La reemplazaron sin ton, ni son. De no ser por ese, que aparecía como una sombra halada, otro habría sido su destino. La barba se humedeció por el líquido cuando lo tragó de golpe. El doncel universal de turno se colgó de su brazo y se entretuvo con un hilo de su abrigo; el modista tuvo dificultad para la fábrica del disfraz. Un disfraz maldito como su suerte porque atraía la peor de las calañas.
Apartó al doncel; entretuvo su atención ante las puertas de un verano incorrupto que se abría para él. Buscó someterse al ente de esos sueños que se abrían a su paso y calaban hondo, como una tierna tierra desnuda besada por la noche.

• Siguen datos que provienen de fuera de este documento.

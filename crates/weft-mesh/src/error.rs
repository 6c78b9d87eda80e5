//! Error types for weft-mesh.

use std::fmt;

/// Errors that can occur while distributing and running a computation.
#[derive(Debug)]
pub enum DistError {
    /// Unknown or unavailable device / backend, surfaced before launch.
    Config(String),
    /// A reachable node has no resolvable device.
    Partition(String),
    /// Worker process failed to start or never became reachable.
    Launch(String),
    /// A worker rejected its subgraph during remote creation.
    Build(String),
    /// A worker failed during feed/execute/collect.
    Invoke(String),
    /// Transport-level error (iroh/QUIC).
    Transport(String),
    /// RPC call failed.
    Rpc(String),
    /// Serialization/deserialization error.
    Serde(String),
    /// No worker registered for a device.
    WorkerNotFound(String),
    /// No workers available.
    NoWorkers,
    /// The orchestrator has already been closed.
    Closed,
}

impl fmt::Display for DistError {
    fn fmt(&self, f: &mut fmt::Formatter<'_>) -> fmt::Result {
        match self {
            Self::Config(msg) => write!(f, "configuration error: {msg}"),
            Self::Partition(msg) => write!(f, "partition error: {msg}"),
            Self::Launch(msg) => write!(f, "launch error: {msg}"),
            Self::Build(msg) => write!(f, "remote build failed: {msg}"),
            Self::Invoke(msg) => write!(f, "invocation failed: {msg}"),
            Self::Transport(msg) => write!(f, "transport error: {msg}"),
            Self::Rpc(msg) => write!(f, "rpc error: {msg}"),
            Self::Serde(msg) => write!(f, "serialization error: {msg}"),
            Self::WorkerNotFound(owner) => write!(f, "no worker registered for {owner}"),
            Self::NoWorkers => write!(f, "no workers available"),
            Self::Closed => write!(f, "orchestrator already closed"),
        }
    }
}

impl std::error::Error for DistError {}

impl From<postcard::Error> for DistError {
    fn from(e: postcard::Error) -> Self {
        Self::Serde(e.to_string())
    }
}

impl From<iroh::endpoint::ConnectError> for DistError {
    fn from(e: iroh::endpoint::ConnectError) -> Self {
        Self::Transport(e.to_string())
    }
}

impl From<iroh::endpoint::ConnectionError> for DistError {
    fn from(e: iroh::endpoint::ConnectionError) -> Self {
        Self::Transport(e.to_string())
    }
}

Sesgó el pasar del tiempo. Acompañó al salvador, y al verse reflejado en el caleidoscopio que era ese espejo de baile que, con brío, bañaba cada esquina, regentó un espacio del patio, o eso quiso, de ser otro habría muerto pero con él haría el amor al compás de la confección de la tela, las alas, las perlas del tocado de su corona de lirios de plata.
En la esquina y contra la belleza de una estatua viviente, un puñado de azules rosas, verbena azada y cloroformo como perfume de macizo oro y tafetán se abrió paso.
Laberíntica música que tronaba en el timbre de sus mareas y sidéreos amores, beso el puente de la nariz del gallardo con un tierno beso de sus dedos.
Un rosario colgaba de su cintura. Un denario circundaba su muñeca. Un escapulario pintado en su frente era el más acérrimo de sus bellezas venenosas pudientes.
Ganimedes. Jacinto. Esporo. No hay otro como él ante el rigor de la faena del mañana.
A él, sólo a él, aún entrenado para segar y cegar vidas, no había sido enseñado para triunfar ante la muerte de un ser querido. Un familiar, amante, novio, esposo, consorte, concubino, ningún ser, ninguna aparición, ningún todo, le había enseñado a partir la marea del dolor fuera de su ser.
Fue su turno de besar los labios de sus dedos, unió dedos con dedos, pintó con el reguero del ojo de buey puesto en la bebida, una cincelada a la sinceridad de sus sueños.
Reverenció al alba, captó la imagen, el sigilo en los ritos. Sintió que su cabeza daba vueltas, vueltas fortalecidas, entredichas, sólo ante el Adriano cosmos que atisbó en lo alto del firmamento.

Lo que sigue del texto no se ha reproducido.